In how many lines of the records below does the word "else" appear? Reply with the number only.
#### Records supplied
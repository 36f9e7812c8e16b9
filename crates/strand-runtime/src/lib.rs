//! # strand-runtime
//!
//! The coroutine runtime for strand: stackful fibers, the worker-pool
//! scheduler and the deadline timer heap.
//!
//! This crate provides:
//! - Context switching (architecture-specific assembly)
//! - Heap-owned fiber stacks
//! - Per-thread tracking of the running fiber
//! - Worker thread management with a spawn handshake
//! - The affinity-aware FIFO task scheduler
//! - A wall-clock deadline timer heap with rollover detection

pub mod arch;
pub mod config;
pub mod fiber;
pub mod scheduler;
pub mod stack;
pub mod thread;
pub mod timer;

// Re-exports
pub use config::SchedulerConfig;
pub use fiber::{Fiber, FiberFn, DEFAULT_STACK_SIZE};
pub use scheduler::{Schedule, ScheduleTask, Scheduler};
pub use thread::Thread;
pub use timer::{Timer, TimerCallback, TimerManager};

// Architecture detection
cfg_if::cfg_if! {
    if #[cfg(target_arch = "x86_64")] {
        pub use arch::x86_64 as current_arch;
    } else if #[cfg(target_arch = "aarch64")] {
        pub use arch::aarch64 as current_arch;
    } else {
        compile_error!("Unsupported architecture");
    }
}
########
◆ **Your response**
2